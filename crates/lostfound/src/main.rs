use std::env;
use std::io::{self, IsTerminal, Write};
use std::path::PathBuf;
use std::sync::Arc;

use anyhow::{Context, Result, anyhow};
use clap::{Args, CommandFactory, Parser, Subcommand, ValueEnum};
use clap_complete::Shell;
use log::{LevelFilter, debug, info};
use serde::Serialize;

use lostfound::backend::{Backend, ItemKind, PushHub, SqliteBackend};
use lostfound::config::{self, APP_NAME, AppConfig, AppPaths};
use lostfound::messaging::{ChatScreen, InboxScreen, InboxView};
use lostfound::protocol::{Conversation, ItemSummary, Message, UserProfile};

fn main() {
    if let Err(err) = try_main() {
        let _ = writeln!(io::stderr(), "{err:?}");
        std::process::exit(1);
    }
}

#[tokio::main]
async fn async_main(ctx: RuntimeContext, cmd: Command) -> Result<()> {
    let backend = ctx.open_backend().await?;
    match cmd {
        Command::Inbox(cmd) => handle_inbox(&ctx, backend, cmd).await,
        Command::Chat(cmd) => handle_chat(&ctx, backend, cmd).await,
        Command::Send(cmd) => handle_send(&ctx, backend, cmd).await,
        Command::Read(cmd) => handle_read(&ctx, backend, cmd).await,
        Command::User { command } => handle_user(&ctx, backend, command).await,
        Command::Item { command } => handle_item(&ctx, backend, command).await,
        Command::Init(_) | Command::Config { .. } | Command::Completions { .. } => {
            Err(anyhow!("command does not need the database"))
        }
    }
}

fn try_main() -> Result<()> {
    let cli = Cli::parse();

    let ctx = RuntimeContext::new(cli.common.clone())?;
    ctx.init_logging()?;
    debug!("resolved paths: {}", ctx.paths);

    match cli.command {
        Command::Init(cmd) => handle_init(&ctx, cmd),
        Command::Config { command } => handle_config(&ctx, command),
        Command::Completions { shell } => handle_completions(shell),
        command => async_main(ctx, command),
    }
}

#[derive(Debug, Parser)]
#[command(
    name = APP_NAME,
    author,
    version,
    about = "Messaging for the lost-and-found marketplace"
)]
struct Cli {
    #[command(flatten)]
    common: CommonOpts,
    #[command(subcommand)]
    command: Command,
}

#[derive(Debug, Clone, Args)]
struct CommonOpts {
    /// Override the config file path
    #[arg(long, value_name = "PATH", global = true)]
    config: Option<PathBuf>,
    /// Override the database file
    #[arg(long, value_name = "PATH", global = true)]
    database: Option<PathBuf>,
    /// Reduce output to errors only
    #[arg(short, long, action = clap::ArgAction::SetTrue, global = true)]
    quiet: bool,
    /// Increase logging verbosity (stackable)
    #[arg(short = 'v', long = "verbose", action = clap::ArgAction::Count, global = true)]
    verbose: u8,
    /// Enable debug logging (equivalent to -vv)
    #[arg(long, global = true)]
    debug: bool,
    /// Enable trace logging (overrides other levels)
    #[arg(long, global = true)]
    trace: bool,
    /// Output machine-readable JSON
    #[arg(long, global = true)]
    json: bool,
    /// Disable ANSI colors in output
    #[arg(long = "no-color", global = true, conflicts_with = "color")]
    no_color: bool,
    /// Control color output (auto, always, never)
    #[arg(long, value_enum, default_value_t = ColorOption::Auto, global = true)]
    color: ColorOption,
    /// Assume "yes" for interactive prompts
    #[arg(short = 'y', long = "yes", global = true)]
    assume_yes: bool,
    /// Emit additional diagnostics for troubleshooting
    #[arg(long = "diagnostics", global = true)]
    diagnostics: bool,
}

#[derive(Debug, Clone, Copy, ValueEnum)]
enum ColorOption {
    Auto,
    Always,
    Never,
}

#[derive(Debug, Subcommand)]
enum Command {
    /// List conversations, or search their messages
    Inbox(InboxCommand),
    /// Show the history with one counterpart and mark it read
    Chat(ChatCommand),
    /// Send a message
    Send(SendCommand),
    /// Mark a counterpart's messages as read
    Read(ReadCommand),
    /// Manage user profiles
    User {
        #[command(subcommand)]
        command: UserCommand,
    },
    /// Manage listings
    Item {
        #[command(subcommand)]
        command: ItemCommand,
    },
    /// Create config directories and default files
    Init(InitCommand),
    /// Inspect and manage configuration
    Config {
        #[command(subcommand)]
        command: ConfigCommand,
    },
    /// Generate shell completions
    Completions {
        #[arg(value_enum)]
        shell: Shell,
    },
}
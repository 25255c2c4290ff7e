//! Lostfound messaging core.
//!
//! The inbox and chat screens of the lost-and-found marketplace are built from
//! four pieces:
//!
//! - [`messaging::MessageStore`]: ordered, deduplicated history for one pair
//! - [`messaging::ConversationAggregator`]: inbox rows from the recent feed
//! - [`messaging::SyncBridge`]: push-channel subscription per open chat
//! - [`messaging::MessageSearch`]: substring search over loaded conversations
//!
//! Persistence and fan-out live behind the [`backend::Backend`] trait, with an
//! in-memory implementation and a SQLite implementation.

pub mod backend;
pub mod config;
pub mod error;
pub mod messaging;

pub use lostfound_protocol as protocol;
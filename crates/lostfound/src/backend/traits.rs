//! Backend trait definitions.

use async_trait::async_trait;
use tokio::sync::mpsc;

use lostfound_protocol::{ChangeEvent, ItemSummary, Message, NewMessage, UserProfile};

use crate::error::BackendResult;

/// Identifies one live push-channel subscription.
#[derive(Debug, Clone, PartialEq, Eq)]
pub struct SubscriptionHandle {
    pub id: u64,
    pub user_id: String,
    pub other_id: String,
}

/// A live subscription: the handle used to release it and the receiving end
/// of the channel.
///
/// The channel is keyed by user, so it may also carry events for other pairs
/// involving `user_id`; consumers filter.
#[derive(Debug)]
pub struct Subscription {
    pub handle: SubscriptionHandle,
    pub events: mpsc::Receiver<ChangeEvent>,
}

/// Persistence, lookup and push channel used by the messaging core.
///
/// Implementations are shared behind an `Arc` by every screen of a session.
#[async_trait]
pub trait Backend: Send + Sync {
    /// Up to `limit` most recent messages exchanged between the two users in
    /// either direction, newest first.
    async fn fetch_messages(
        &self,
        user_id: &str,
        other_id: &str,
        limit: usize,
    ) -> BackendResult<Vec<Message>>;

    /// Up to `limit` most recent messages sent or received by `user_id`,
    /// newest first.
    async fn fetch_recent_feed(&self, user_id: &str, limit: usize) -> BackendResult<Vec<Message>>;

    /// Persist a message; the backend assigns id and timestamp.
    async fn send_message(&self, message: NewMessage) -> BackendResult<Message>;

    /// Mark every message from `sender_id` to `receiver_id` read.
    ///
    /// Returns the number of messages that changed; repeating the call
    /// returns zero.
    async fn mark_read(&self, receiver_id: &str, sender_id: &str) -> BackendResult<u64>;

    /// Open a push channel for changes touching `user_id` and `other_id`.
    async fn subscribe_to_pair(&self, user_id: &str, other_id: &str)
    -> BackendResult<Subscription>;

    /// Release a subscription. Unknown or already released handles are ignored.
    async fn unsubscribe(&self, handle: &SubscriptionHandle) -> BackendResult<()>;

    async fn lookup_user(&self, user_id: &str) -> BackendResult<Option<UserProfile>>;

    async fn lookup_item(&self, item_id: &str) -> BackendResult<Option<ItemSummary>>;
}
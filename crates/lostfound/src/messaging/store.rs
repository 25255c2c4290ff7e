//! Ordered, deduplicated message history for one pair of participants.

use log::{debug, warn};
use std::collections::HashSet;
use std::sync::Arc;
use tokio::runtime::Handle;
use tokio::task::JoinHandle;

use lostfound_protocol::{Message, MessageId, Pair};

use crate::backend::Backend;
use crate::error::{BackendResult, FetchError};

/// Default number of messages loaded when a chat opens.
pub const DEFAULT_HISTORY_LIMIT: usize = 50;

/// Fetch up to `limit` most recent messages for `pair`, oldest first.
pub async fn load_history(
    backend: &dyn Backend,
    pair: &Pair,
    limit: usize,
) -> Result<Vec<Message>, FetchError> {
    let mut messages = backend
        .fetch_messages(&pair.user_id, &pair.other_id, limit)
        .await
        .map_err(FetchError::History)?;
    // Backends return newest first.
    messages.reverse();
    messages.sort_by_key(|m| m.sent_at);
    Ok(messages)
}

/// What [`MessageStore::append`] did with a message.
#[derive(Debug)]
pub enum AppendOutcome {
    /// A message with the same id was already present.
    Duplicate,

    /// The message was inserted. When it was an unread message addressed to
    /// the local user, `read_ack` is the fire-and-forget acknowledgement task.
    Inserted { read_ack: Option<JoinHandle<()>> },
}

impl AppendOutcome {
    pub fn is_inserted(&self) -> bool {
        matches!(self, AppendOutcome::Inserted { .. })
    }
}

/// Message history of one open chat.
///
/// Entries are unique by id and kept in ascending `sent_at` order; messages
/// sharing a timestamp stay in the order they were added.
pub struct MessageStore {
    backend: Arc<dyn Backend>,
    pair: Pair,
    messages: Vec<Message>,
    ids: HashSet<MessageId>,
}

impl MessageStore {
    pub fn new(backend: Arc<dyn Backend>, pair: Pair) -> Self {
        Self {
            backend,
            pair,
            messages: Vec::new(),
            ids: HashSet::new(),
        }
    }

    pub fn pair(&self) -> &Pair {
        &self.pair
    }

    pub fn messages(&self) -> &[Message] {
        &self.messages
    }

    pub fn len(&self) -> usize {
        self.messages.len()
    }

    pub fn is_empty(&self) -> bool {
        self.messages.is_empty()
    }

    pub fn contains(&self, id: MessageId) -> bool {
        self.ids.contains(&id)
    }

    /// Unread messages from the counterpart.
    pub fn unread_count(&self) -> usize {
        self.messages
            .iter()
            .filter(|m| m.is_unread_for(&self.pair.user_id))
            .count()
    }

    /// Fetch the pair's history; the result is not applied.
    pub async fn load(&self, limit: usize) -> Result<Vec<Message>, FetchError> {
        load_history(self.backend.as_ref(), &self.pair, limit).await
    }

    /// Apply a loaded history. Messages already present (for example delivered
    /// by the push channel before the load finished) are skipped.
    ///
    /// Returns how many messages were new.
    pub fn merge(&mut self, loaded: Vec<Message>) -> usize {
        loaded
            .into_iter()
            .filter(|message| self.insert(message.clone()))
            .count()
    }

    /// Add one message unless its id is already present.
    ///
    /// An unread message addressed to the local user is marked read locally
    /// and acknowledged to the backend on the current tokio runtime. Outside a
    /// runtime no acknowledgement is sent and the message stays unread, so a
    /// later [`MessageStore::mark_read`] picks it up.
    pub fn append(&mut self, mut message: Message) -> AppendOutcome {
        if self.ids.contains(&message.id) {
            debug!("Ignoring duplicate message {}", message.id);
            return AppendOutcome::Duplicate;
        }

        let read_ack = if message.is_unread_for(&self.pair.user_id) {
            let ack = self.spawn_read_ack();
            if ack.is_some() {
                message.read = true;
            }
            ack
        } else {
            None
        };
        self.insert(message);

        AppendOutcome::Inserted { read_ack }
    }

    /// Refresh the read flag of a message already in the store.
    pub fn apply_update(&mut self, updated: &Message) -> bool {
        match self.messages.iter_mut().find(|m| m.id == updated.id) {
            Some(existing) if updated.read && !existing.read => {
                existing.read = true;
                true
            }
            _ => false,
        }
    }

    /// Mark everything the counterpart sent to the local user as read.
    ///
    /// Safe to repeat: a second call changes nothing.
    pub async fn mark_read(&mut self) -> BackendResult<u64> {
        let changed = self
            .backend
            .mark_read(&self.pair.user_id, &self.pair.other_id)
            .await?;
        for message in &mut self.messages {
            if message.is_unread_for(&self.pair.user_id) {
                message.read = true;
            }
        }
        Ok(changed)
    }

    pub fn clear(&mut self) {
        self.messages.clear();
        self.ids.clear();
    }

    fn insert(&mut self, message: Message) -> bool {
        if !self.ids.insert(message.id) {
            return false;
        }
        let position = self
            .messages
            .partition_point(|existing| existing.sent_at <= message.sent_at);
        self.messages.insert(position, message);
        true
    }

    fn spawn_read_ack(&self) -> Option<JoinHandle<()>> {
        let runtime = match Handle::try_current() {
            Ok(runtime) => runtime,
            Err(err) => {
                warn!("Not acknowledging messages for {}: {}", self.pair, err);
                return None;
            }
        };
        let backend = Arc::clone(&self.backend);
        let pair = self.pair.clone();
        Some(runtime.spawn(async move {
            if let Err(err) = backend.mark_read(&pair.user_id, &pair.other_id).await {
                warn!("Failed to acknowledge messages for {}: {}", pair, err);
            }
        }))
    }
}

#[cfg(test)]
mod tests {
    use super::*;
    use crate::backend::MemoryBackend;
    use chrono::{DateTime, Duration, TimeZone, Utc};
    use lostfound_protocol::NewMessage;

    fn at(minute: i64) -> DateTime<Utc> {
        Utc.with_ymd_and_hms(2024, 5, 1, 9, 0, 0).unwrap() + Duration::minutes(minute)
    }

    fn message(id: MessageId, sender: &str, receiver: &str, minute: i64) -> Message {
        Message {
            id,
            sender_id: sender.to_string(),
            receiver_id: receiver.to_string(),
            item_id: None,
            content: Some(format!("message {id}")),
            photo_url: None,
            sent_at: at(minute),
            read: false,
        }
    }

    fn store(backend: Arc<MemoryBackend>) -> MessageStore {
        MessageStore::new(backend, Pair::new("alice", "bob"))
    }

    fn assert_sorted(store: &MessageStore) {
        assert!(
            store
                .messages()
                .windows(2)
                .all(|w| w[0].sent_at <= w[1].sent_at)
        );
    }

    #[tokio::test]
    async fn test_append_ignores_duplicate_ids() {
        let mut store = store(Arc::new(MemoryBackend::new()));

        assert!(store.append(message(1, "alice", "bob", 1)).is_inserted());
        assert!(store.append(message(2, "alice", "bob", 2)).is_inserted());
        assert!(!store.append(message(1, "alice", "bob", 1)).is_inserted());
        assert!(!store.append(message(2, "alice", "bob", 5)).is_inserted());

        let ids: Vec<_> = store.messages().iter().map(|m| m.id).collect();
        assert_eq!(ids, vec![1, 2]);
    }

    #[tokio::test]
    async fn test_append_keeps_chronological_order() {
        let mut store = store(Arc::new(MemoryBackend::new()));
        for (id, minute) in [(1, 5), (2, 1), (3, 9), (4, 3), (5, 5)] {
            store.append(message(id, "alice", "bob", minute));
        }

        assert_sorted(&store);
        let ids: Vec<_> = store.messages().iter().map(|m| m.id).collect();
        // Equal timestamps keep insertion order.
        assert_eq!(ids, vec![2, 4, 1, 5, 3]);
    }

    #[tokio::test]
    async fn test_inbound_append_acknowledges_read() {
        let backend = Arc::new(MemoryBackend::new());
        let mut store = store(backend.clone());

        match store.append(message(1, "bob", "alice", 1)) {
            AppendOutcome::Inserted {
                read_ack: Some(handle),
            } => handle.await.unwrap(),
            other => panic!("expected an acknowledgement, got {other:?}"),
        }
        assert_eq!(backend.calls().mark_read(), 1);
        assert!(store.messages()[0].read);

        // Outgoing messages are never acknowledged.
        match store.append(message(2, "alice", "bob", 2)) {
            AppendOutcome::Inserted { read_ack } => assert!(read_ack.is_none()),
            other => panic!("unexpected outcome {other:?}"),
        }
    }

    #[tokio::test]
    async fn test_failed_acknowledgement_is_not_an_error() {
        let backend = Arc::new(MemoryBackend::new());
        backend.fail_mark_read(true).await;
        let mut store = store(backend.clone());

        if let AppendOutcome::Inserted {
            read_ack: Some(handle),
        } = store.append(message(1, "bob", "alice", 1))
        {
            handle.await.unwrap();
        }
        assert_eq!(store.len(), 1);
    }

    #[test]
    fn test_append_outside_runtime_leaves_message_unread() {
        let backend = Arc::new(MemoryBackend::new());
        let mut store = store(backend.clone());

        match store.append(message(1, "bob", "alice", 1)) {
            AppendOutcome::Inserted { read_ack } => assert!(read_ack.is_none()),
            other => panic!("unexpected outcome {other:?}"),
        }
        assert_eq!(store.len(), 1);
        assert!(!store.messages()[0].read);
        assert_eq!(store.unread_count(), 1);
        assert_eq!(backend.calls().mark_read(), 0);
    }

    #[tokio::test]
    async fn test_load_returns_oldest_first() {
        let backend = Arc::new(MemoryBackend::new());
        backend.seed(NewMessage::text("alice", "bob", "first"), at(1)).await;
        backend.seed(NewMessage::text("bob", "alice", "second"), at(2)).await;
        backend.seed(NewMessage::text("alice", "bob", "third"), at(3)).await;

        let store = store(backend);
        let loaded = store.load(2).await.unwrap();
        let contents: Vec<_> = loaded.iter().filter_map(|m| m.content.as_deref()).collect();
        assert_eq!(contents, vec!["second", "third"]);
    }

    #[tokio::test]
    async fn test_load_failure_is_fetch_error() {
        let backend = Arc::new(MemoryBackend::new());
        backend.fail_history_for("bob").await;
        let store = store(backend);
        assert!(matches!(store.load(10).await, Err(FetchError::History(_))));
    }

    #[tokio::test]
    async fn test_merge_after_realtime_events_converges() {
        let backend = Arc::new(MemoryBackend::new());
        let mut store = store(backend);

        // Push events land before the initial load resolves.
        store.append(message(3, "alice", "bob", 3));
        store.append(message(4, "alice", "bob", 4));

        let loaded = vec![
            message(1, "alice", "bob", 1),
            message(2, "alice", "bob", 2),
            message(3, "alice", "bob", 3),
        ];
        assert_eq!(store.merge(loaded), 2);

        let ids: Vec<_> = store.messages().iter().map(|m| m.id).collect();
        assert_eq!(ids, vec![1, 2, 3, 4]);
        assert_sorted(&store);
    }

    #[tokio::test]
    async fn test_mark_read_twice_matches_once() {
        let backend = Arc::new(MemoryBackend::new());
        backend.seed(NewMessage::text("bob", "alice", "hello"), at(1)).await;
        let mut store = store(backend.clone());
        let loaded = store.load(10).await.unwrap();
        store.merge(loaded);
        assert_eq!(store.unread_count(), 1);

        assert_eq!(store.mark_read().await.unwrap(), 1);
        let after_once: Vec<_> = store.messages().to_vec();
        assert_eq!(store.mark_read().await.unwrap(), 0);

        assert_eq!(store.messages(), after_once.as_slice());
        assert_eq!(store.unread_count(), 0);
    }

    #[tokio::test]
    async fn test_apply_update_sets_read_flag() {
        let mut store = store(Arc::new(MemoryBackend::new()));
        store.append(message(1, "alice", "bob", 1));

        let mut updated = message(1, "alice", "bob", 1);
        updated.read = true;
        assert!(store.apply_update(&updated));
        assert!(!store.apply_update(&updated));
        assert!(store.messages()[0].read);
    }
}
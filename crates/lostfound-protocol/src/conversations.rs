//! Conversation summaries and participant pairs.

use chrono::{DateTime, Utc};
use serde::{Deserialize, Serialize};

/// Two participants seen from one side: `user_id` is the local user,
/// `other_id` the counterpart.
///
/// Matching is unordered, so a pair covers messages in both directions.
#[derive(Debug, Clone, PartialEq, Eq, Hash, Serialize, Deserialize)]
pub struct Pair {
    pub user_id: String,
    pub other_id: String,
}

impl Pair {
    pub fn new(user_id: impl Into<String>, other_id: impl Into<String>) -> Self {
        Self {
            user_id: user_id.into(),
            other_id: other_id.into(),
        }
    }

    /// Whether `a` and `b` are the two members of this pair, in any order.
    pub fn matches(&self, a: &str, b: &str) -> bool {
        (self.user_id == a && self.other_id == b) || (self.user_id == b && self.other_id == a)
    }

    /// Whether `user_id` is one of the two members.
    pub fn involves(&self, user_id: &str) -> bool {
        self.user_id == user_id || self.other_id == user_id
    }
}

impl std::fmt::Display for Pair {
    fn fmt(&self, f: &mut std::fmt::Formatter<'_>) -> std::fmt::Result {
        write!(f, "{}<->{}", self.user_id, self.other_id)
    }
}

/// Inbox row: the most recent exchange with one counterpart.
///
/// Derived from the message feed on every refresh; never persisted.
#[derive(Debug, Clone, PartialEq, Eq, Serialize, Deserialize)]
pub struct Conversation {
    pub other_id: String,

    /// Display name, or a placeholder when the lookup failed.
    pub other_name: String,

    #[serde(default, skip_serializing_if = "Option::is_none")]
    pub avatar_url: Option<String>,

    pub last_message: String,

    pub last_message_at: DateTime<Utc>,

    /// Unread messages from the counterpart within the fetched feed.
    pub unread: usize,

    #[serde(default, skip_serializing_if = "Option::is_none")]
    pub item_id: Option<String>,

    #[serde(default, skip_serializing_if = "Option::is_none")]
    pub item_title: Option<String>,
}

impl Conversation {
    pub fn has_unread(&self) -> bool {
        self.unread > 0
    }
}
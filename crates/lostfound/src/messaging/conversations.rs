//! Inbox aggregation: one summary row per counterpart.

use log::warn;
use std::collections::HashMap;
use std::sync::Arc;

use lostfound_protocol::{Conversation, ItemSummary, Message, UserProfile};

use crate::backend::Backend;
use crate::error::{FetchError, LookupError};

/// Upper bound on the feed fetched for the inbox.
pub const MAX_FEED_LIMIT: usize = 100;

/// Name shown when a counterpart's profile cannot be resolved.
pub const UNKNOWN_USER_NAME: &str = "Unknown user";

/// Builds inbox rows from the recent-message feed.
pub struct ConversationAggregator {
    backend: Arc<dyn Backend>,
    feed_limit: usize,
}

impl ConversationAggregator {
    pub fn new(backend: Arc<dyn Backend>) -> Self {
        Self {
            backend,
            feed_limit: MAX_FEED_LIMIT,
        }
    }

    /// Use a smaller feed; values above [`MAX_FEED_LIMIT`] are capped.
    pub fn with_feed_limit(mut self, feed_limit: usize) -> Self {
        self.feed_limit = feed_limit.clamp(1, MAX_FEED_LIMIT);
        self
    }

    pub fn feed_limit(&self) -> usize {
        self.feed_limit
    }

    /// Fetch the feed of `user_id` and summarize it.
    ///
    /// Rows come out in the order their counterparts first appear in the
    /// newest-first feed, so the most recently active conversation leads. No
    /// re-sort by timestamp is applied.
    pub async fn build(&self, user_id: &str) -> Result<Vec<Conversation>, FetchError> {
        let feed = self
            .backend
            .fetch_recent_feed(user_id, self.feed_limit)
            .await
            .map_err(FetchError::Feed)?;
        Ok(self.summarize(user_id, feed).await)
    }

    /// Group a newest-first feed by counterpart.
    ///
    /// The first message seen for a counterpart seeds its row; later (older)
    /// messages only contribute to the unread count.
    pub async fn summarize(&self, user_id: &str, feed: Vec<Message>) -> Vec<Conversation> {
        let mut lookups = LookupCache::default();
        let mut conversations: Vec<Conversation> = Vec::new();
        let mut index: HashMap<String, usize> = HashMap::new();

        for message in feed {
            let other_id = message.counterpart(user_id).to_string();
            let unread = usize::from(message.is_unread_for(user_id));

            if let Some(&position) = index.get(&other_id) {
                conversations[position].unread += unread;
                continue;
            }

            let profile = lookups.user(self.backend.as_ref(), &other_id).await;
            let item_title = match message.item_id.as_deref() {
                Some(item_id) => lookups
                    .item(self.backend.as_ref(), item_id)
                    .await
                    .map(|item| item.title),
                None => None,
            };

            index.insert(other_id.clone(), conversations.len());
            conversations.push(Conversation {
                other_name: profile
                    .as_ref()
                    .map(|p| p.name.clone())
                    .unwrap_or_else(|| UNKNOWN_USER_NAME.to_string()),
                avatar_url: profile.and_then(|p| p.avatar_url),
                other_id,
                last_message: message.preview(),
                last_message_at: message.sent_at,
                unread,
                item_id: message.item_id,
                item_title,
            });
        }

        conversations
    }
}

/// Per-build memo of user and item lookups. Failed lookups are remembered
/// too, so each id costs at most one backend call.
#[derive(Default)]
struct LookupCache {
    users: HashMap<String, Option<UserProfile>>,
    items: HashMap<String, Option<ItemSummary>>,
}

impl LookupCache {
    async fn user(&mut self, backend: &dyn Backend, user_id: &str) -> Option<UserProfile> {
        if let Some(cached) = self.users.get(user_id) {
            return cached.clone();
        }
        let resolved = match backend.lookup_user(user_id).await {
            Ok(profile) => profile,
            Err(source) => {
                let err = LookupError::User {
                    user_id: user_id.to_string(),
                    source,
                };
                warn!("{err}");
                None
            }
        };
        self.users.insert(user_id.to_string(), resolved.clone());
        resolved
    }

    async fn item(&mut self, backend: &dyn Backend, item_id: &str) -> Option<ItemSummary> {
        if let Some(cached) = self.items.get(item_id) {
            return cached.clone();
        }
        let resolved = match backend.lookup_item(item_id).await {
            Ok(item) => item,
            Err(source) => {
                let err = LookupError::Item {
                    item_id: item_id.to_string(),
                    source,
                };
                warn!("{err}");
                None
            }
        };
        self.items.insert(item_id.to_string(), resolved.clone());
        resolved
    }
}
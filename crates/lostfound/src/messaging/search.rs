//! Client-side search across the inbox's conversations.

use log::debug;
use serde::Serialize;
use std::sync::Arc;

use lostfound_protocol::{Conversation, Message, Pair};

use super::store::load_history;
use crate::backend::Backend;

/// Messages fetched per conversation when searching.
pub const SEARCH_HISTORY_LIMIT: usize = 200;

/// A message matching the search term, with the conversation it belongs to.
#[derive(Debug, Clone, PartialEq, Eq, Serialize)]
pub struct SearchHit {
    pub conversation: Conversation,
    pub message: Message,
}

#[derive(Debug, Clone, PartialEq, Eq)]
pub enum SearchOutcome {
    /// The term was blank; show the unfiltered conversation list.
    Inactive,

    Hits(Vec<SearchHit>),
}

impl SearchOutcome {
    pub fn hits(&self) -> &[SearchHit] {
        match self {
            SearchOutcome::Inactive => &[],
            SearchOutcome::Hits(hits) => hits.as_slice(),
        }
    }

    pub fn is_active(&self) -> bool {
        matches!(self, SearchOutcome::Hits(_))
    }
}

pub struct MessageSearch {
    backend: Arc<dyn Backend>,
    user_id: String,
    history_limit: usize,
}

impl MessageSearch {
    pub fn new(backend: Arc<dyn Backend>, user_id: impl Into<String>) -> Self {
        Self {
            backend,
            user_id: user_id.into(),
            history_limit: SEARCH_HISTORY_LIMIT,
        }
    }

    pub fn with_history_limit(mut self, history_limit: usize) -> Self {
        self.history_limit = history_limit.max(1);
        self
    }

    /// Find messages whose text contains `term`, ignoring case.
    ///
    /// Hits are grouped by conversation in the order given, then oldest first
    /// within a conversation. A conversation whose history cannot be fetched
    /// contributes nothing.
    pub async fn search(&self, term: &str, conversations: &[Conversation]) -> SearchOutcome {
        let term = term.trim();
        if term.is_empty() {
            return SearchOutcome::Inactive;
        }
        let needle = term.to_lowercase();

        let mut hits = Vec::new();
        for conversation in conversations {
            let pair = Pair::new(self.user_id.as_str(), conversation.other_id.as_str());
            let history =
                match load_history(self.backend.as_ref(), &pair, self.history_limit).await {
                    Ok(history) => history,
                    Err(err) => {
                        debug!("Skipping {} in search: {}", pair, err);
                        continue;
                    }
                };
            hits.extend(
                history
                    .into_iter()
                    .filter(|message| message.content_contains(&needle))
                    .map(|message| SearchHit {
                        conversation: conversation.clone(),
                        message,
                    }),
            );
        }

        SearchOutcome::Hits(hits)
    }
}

——————————

Throughout the records, the word "ValueEnum" shows up on certain lines. Report how many lines, with only the number.

2